Local Attention

jinyeqiong · December 26, 2016, 2:51am

This model is on base of global attention mechanism, however, I have a question: How to use local attention mechanism to solve point to point not long sentence to long sentence question ? Can you say in detail? Thanks~

srush · December 26, 2016, 9:22pm

We haven’t yet implemented local attention, but we think it should be easy to add.

Currently global attention is implemented here:

github.com

OpenNMT/OpenNMT/blob/master/onmt/modules/GlobalAttention.lua

require('nngraph')

--[[ Global attention takes a matrix and a query vector. It
then computes a parameterized convex combination of the matrix
based on the input query.

    H_1 H_2 H_3 ... H_n
     q   q   q       q
      |  |   |       |
       \ |   |      /
           .....
         \   |  /
             a

Constructs a unit mapping:
  $$(H_1 .. H_n, q) => (a)$$
  Where H is of `batch x n x dim` and q is of `batch x dim`.

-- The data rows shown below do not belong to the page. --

use std::sync::Mutex;
use std::time::Duration;

use serde::{Deserialize, Serialize};
use serde_json::Value;

use super::{GenerationError, LlmClient};

/// Ollama HTTP client for local LLM inference.
pub struct OllamaClient {
    base_url: String,
    client: reqwest::blocking::Client,
    timeout_secs: u64,
}

impl OllamaClient {
    /// Create a client for the Ollama instance at `base_url`.
    pub fn new(base_url: &str, timeout_secs: u64) -> Result<Self, GenerationError> {
        let client = reqwest::blocking::Client::builder()
            .timeout(Duration::from_secs(timeout_secs))
            .build()
            .map_err(|e| GenerationError::HttpClient(e.to_string()))?;

        Ok(Self {
            base_url: base_url.trim_end_matches('/').to_string(),
            client,
            timeout_secs,
        })
    }

    pub fn base_url(&self) -> &str {
        &self.base_url
    }

    fn map_send_error(&self, e: reqwest::Error) -> GenerationError {
        if e.is_connect() {
            GenerationError::Connection(self.base_url.clone())
        } else if e.is_timeout() {
            GenerationError::Timeout(self.timeout_secs)
        } else {
            GenerationError::HttpClient(e.to_string())
        }
    }
}

/// Request body for Ollama /api/generate
#[derive(Serialize)]
struct OllamaGenerateRequest<'a> {
    model: &'a str,
    prompt: &'a str,
    system: &'a str,
    stream: bool,
    #[serde(skip_serializing_if = "Option::is_none")]
    format: Option<&'a Value>,
    options: OllamaOptions,
}

#[derive(Serialize)]
struct OllamaOptions {
    temperature: f32,
}

/// Response body from Ollama /api/generate
#[derive(Deserialize)]
struct OllamaGenerateResponse {
    response: String,
}

/// Response body from Ollama /api/tags
#[derive(Deserialize)]
struct OllamaTagsResponse {
    models: Vec<OllamaModel>,
}

#[derive(Deserialize)]
struct OllamaModel {
    name: String,
}

impl LlmClient for OllamaClient {
    fn generate(
        &self,
        model: &str,
        prompt: &str,
        system: &str,
        format: Option<&Value>,
    ) -> Result<String, GenerationError> {
        let url = format!("{}/api/generate", self.base_url);
        let body = OllamaGenerateRequest {
            model,
            prompt,
            system,
            stream: false,
            format,
            options: OllamaOptions { temperature: 0.0 },
        };

        let response = self
            .client
            .post(&url)
            .json(&body)
            .send()
            .map_err(|e| self.map_send_error(e))?;

        let status = response.status();
        if !status.is_success() {
            let body = response.text().unwrap_or_default();
            return Err(GenerationError::Service {
                status: status.as_u16(),
                body,
            });
        }

        let parsed: OllamaGenerateResponse = response
            .json()
            .map_err(|e| GenerationError::ResponseParsing(e.to_string()))?;

        Ok(parsed.response)
    }

    fn is_model_available(&self, model: &str) -> Result<bool, GenerationError> {
        let models = self.list_models()?;
        Ok(models.iter().any(|m| m.starts_with(model)))
    }

    fn list_models(&self) -> Result<Vec<String>, GenerationError> {
        let url = format!("{}/api/tags", self.base_url);

        let response = self
            .client
            .get(&url)
            .send()
            .map_err(|e| self.map_send_error(e))?;

        let status = response.status();
        if !status.is_success() {
            let body = response.text().unwrap_or_default();
            return Err(GenerationError::Service {
                status: status.as_u16(),
                body,
            });
        }

        let parsed: OllamaTagsResponse = response
            .json()
            .map_err(|e| GenerationError::ResponseParsing(e.to_string()))?;

        Ok(parsed.models.into_iter().map(|m| m.name).collect())
    }
}

/// One recorded call to [`MockLlmClient::generate`].
#[derive(Debug, Clone, PartialEq)]
pub struct RecordedCall {
    pub model: String,
    pub prompt: String,
    pub system: String,
    pub format: Option<Value>,
}

/// Mock LLM client for testing. Replays scripted responses in order and
/// repeats the last one once the script runs out.
pub struct MockLlmClient {
    responses: Vec<Result<String, GenerationError>>,
    calls: Mutex<Vec<RecordedCall>>,
    available_models: Vec<String>,
}

impl MockLlmClient {
    pub fn new(response: &str) -> Self {
        Self::sequence(vec![Ok(response.to_string())])
    }

    pub fn sequence(responses: Vec<Result<String, GenerationError>>) -> Self {
        Self {
            responses,
            calls: Mutex::new(Vec::new()),
            available_models: vec!["llama3.1:8b".to_string()],
        }
    }

    pub fn with_models(mut self, models: Vec<String>) -> Self {
        self.available_models = models;
        self
    }

    pub fn calls(&self) -> Vec<RecordedCall> {
        self.calls.lock().map(|c| c.clone()).unwrap_or_default()
    }

    pub fn call_count(&self) -> usize {
        self.calls.lock().map(|c| c.len()).unwrap_or_default()
    }
}

impl LlmClient for MockLlmClient {
    fn generate(
        &self,
        model: &str,
        prompt: &str,
        system: &str,
        format: Option<&Value>,
    ) -> Result<String, GenerationError> {
        let index = {
            let mut calls = self
                .calls
                .lock()
                .map_err(|_| GenerationError::HttpClient("mock lock poisoned".to_string()))?;
            calls.push(RecordedCall {
                model: model.to_string(),
                prompt: prompt.to_string(),
                system: system.to_string(),
                format: format.cloned(),
            });
            calls.len() - 1
        };

        self.responses
            .get(index)
            .or_else(|| self.responses.last())
            .cloned()
            .unwrap_or_else(|| Ok(String::new()))
    }

    fn is_model_available(&self, model: &str) -> Result<bool, GenerationError> {
        Ok(self.available_models.iter().any(|m| m.starts_with(model)))
    }

    fn list_models(&self) -> Result<Vec<String>, GenerationError> {
        Ok(self.available_models.clone())
    }
}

  The full function is  $$\tanh(W_2 [(softmax((W_1 q + b_1) H) H), q] + b_2)$$.

This file has been truncated. show original

Local attention should be (1) added a similar unit, (2) adding a command-line option.

We’ll probably get to it soon, but would love a pool request.

jean.senellart · July 8, 2017, 8:33am

2 posts were split to a new topic: How to control length of output sequence

jean.senellart · July 8, 2017, 8:37am

First implementation here:

and thread for OpenNMT-py:

So far I do not reproduce Luong results - testing with window size of 11. However the implementation is actually trickier than global attention because we need to position window and get correctly gradient calculation - anyone interested in code/formula review?